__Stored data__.

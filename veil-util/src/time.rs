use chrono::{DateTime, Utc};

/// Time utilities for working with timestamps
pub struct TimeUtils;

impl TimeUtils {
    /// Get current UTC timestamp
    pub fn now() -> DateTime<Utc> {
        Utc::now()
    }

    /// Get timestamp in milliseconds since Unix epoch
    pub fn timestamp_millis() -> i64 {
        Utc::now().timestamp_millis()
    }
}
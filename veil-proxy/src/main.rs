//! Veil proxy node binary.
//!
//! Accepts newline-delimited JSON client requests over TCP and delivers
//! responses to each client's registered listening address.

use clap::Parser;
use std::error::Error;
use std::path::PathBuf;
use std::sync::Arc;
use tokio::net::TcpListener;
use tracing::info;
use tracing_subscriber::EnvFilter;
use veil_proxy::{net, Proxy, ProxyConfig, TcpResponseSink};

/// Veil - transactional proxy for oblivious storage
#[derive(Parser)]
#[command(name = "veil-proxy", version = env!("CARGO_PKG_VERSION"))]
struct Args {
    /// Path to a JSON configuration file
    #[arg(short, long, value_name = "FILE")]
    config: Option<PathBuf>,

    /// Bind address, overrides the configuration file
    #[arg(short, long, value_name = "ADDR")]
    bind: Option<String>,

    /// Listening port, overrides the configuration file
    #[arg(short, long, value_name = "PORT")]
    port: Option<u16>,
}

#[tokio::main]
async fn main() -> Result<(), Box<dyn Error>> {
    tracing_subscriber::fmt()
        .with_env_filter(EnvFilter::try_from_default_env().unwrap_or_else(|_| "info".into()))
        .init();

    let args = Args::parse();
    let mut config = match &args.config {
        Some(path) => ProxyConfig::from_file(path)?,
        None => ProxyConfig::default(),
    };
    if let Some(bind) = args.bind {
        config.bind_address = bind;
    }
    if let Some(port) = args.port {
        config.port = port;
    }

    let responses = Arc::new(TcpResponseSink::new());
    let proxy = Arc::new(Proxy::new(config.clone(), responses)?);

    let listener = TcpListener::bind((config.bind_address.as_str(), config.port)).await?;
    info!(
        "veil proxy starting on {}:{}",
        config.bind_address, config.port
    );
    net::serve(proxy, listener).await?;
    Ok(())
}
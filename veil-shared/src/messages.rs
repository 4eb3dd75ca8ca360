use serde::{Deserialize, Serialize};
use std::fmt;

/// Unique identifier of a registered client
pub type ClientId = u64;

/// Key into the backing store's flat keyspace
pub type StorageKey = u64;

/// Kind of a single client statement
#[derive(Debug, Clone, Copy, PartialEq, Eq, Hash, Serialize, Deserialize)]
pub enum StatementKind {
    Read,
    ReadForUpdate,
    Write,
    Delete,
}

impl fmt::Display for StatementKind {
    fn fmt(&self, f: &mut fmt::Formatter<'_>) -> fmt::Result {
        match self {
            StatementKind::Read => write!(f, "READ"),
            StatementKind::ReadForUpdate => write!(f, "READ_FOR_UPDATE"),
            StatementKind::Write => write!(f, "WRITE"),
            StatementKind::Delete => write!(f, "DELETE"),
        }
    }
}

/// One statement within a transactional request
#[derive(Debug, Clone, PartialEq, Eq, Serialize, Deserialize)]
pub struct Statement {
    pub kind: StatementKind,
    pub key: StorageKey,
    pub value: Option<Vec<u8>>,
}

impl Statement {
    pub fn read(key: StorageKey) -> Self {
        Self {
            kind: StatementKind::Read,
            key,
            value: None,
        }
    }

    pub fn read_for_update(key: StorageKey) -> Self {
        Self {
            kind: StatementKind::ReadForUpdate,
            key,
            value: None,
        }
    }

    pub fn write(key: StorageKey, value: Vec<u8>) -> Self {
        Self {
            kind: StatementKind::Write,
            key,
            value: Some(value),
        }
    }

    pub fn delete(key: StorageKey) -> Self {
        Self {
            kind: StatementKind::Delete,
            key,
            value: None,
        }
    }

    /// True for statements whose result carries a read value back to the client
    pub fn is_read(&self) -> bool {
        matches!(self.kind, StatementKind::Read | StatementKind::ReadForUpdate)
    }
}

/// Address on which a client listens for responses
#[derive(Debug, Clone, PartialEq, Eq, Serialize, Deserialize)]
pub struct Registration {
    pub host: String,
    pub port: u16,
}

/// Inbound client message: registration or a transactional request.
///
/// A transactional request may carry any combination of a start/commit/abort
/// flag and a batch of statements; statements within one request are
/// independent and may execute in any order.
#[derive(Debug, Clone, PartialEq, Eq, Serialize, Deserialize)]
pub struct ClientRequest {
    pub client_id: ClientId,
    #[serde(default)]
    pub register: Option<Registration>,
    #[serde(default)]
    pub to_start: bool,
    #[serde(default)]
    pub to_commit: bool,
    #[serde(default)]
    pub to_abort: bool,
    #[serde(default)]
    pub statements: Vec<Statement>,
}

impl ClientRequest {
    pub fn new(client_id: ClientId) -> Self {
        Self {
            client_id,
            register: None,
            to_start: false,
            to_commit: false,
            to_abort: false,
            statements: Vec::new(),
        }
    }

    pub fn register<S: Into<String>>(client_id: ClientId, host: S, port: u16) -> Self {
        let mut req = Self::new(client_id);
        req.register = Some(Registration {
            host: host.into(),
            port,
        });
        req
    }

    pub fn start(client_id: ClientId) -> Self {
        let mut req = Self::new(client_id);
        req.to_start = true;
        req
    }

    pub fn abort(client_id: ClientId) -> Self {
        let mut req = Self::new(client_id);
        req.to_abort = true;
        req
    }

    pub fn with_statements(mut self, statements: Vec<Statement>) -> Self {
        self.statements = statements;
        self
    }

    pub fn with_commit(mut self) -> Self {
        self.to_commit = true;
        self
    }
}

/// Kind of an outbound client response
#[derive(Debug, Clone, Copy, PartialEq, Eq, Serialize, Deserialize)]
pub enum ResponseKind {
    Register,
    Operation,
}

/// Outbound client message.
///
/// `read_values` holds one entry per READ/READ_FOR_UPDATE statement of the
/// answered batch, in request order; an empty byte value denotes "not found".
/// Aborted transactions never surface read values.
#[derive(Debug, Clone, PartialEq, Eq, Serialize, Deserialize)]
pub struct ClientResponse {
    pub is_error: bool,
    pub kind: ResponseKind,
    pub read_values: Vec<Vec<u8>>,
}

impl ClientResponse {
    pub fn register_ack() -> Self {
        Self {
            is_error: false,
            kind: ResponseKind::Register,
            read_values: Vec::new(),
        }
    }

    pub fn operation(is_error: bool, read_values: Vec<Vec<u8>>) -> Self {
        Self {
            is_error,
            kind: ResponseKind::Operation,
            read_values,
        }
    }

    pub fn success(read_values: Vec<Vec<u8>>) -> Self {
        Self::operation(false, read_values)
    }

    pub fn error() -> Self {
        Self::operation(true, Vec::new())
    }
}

==

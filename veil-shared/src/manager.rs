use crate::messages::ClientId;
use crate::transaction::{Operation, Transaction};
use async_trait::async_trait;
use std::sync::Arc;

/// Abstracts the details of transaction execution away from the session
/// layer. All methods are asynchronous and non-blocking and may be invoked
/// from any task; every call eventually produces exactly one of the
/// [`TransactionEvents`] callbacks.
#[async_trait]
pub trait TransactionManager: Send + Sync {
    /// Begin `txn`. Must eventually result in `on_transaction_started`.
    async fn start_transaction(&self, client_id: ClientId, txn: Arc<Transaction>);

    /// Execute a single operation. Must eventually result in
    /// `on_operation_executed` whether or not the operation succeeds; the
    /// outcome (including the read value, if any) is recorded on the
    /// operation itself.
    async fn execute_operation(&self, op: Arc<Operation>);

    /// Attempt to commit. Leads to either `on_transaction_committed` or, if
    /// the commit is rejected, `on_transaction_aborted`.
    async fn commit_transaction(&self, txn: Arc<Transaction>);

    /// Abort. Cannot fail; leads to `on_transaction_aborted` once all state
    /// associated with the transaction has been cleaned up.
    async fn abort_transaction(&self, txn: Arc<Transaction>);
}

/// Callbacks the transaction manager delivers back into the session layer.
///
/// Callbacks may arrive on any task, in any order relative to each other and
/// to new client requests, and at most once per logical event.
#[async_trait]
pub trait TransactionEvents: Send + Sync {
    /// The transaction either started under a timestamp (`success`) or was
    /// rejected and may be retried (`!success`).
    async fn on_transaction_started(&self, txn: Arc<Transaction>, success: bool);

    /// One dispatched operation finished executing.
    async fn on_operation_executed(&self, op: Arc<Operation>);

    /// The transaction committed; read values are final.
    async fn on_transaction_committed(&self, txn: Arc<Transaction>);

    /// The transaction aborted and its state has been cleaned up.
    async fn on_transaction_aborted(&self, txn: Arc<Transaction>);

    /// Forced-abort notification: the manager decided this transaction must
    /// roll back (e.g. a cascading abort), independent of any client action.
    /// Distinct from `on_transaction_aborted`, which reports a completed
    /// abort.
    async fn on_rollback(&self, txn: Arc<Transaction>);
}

__Try it__. Out of the entries above, write out only the lines between the line holding "filename veil-shared/src/manager.rs" and the line holding "async fn execute_operation(&self, op: Arc<Operation>);", inclusive, each exactly as given.

__Exercise result__.
filename veil-shared/src/manager.rs
use crate::messages::ClientId;
use crate::transaction::{Operation, Transaction};
use async_trait::async_trait;
use std::sync::Arc;

/// Abstracts the details of transaction execution away from the session
/// layer. All methods are asynchronous and non-blocking and may be invoked
/// from any task; every call eventually produces exactly one of the
/// [`TransactionEvents`] callbacks.
#[async_trait]
pub trait TransactionManager: Send + Sync {
    /// Begin `txn`. Must eventually result in `on_transaction_started`.
    async fn start_transaction(&self, client_id: ClientId, txn: Arc<Transaction>);

    /// Execute a single operation. Must eventually result in
    /// `on_operation_executed` whether or not the operation succeeds; the
    /// outcome (including the read value, if any) is recorded on the
    /// operation itself.
    async fn execute_operation(&self, op: Arc<Operation>);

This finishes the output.